DreamWorks Animation has a bunch of cavemen to thank for getting some fresh Wall Street love.
Analysts responded positively to news that the Glendale studio had scored with its prehistoric feature "The Croods," which helped drive first-quarter profit to $5.6 million. The results sailed past Wall Street expectations.
The unexpectedly good numbers coming from DreamWorks triggered investors to snap up the company's stock. After closing at $19.28 on Tuesday, shares climbed 7% in after-hours trading after the studio reported financial results.
"We were pleasantly surprised by the numbers," said David Miller, a senior analyst at B. Riley & Co. in Los Angeles. Miller recently upgraded his rating on the company's stock from "sell" to a "buy" following the strong box-office performance of "The Croods," which was released in March and is expected to reach $550 million in worldwide ticket sales.
Also generating a buzz on Wall Street was news that DreamWorks signed an agreement to license its movie characters to a resort in Macao, China. And even Jeffrey Katzenberg, the Hollywood mogul who serves as DreamWorks chief executive, hinted at some other big deals in the coming months.
Katzenberg told analysts that the company was close to a television deal but declined to elaborate. People with knowledge of the situation confirmed that DreamWorks was in talks with AwesomenessTV, a popular YouTube network targeting teens and tweens with original shows. The talks were first reported by the online blog All Things D.
During the first quarter, Dreamworks Animation reported net income of $5.6 million, or 7 cents a share, on revenue of $135 million. That compared with net income of $9.1 million, or 11 cents a share, and revenue of $136.1 million, during the same period a year earlier, the company said.
Despite a nearly 40% decline in profit, the company's results exceeded what industry analysts had projected. Analysts had forecast a loss of 3 cents a share.
Katzenberg cited the success of "The Croods," which is the best-performing original film at DreamWorks since the release of "Kung Fu Panda" five years ago, saying, "It's great to be back in the home run business."
In an interview with The Times, he praised his new distribution partner, Twentieth Century Fox, for its role in distributing the movie: "What a great start to a new partnership," he said.
Because "The Croods" was released late in the quarter, it contributed only $4 million of revenue but will be a key driver of results in the second quarter. The studio's next movie, "Turbo," will be released July 7.
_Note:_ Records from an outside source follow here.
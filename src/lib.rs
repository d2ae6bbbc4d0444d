pub mod assignment;
pub mod brute_force;
pub mod eval;
pub mod formula;
mod solver;

pub use assignment::{Assignment, Truth};
pub use eval::{evaluate_clause, evaluate_formula, evaluate_literal, Evaluate, Evaluation};
pub use formula::{Clause, Formula, Literal, Variable, VariableOutOfRange, MAX_VARIABLES};
pub use solver::{solve, Solver, Stats};

#[cfg(test)]
mod tests {
    use super::*;
    use crate::formula::text::parse;
    use proptest::prelude::*;
    use rand::rngs::StdRng;
    use rand::{Rng, SeedableRng};

    fn var(c: char) -> Variable {
        Variable::from_char(c).unwrap()
    }

    fn assert_model(f: &Formula, a: &Assignment) {
        assert_eq!(f.evaluate(a), Truth::True, "{} not satisfied by {:?}", f, a);
        for v in f.universe().iter() {
            assert!(a.get(v).is_defined(), "{} left undefined in {:?}", v, a);
        }
    }

    #[test]
    fn single_positive_literal() {
        let f = parse("A").unwrap();
        let a = solve(&f).expect("satisfiable");
        assert_eq!(a.get(var('A')), Truth::True);
        assert_eq!(a.num_defined(), 1);
    }

    #[test]
    fn literal_and_its_negation() {
        let f = parse("A ^ ~A").unwrap();
        assert_eq!(solve(&f), None);
    }

    #[test]
    fn forced_by_propagation() {
        let f = parse("(A v B) ^ (~A v B)").unwrap();
        let a = solve(&f).expect("satisfiable");
        assert_eq!(a.get(var('B')), Truth::True);
        assert_model(&f, &a);
    }

    #[test]
    fn any_model_of_a_single_clause() {
        let f = parse("A v B v C").unwrap();
        let a = solve(&f).expect("satisfiable");
        assert_model(&f, &a);
        assert!(a.iter().any(|(_, value)| value));
    }

    #[test]
    fn empty_formula() {
        let a = solve(&Formula::new(vec![])).expect("satisfiable");
        assert_eq!(a.num_defined(), 0);
    }

    #[test]
    fn tautological_clause() {
        let f = parse("A v ~A").unwrap();
        let a = solve(&f).expect("satisfiable");
        assert_model(&f, &a);
    }

    #[test]
    fn solve_conflict_unsat() {
        let f = parse("(A v B) ^ ~A ^ ~B").unwrap();
        assert_eq!(solve(&f), None);
        assert_eq!(brute_force::solve(&f), None);
    }

    #[test]
    fn solve_uses_full_namespace() {
        let low = Variable::new(0).unwrap();
        let high = Variable::new(MAX_VARIABLES - 1).unwrap();
        let f = Formula::new(vec![
            Clause::new(vec![Literal::Positive(low), Literal::Positive(high)]),
            Clause::new(vec![Literal::Negative(low)]),
        ]);
        let a = solve(&f).expect("satisfiable");
        assert_eq!(a.get(low), Truth::False);
        assert_eq!(a.get(high), Truth::True);
    }

    #[test]
    fn random_3cnf_agrees_with_brute_force() {
        let mut rng = StdRng::seed_from_u64(0x5a7);
        for _ in 0..200 {
            let num_vars = rng.gen_range(3, 9);
            let num_clauses = rng.gen_range(1, 5 * num_vars);
            let f = Formula::new((0..num_clauses).map(|_| {
                Clause::new((0..3).map(|_| {
                    let v = Variable::new(rng.gen_range(0, num_vars)).unwrap();
                    if rng.gen() {
                        Literal::Positive(v)
                    } else {
                        Literal::Negative(v)
                    }
                }))
            }));

            match (solve(&f), brute_force::solve(&f)) {
                (Some(a), Some(_)) => assert_model(&f, &a),
                (None, None) => {}
                (dpll, brute) => panic!("{}: dpll {:?}, brute force {:?}", f, dpll, brute),
            }
        }
    }

    fn literal() -> impl Strategy<Value = Literal> {
        // spread over the namespace so that index order matters
        (prop::sample::select(vec![0usize, 1, 2, 7, 40, 65, 66, 90, 127]), any::<bool>()).prop_map(
            |(idx, positive)| {
                let v = Variable::new(idx).unwrap();
                if positive {
                    Literal::Positive(v)
                } else {
                    Literal::Negative(v)
                }
            },
        )
    }

    fn formula() -> impl Strategy<Value = Formula> {
        prop::collection::vec(prop::collection::vec(literal(), 1..5), 0..12)
            .prop_map(|clauses| Formula::new(clauses.into_iter().map(Clause::new)))
    }

    proptest! {
        #![proptest_config(ProptestConfig::with_cases(500))]

        #[test]
        fn solver_eq_brute_force(f in formula()) {
            let dpll = solve(&f);
            let brute = brute_force::solve(&f);
            prop_assert_eq!(dpll.is_some(), brute.is_some());
        }

        #[test]
        fn models_are_total_and_satisfying(f in formula()) {
            if let Some(a) = solve(&f) {
                prop_assert_eq!(f.evaluate(&a), Truth::True);
                let universe = f.universe();
                for v in universe.iter() {
                    prop_assert!(a.get(v).is_defined());
                }
                prop_assert_eq!(a.num_defined(), universe.len());
            }
        }

        #[test]
        fn solving_is_deterministic(f in formula()) {
            prop_assert_eq!(solve(&f), solve(&f));
        }
    }
}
The first-quarter results were an improvement from the previous quarter, when DreamWorks lost $83 million in part because of poor results from last year's "Rise of the Guardians," for which the studio took an $87-million write-down. DreamWorks also took a charge of $54 million in the fourth quarter related to the company's decision to return the animated movie project "Me & My Shadow" to development.
Fueling results in the first quarter were stronger-than-expected DVD sales from "Rise of the Guardians" and "Madagascar 3: Europe's Most Wanted," as well as $28 million in revenue from Classic Media library titles, which DreamWorks acquired last year.
DreamWorks also said it took a $2.5-million charge related to restructuring costs. The studio earlier this year said it was laying off up to 20% of its workforce.
Dreamworks also announced a deal with Sands China, a subsidiary of the company that owns the Venetian and the Palazzo hotel-casinos in Las Vegas, to license its characters for a DreamWorks Experience at the Cotai Strip Resorts in the Chinese city of Macao.
The agreement will give resort patrons various opportunities to mingle with Po, Shrek, Alex the lion, Hiccup and other characters from DreamWorks Animation movies. Edward Tracy, president and CEO of Sands China Ltd., said, "This innovative offering changes the landscape of family-friendly entertainment in Macao and is sure to be a big draw for guests of all ages."
The company already has similar deals with Royal Caribbean Cruises and Gaylord Hotels in the U.S., and with theme parks in New Jersey and Russia.
DreamWorks Animation last year became a partner in a joint venture with Chinese media companies to build an animation studio in Shanghai. DreamWorks also is helping design a Broadway-style entertainment district in Shanghai, where its new Oriental DreamWorks studio will be based.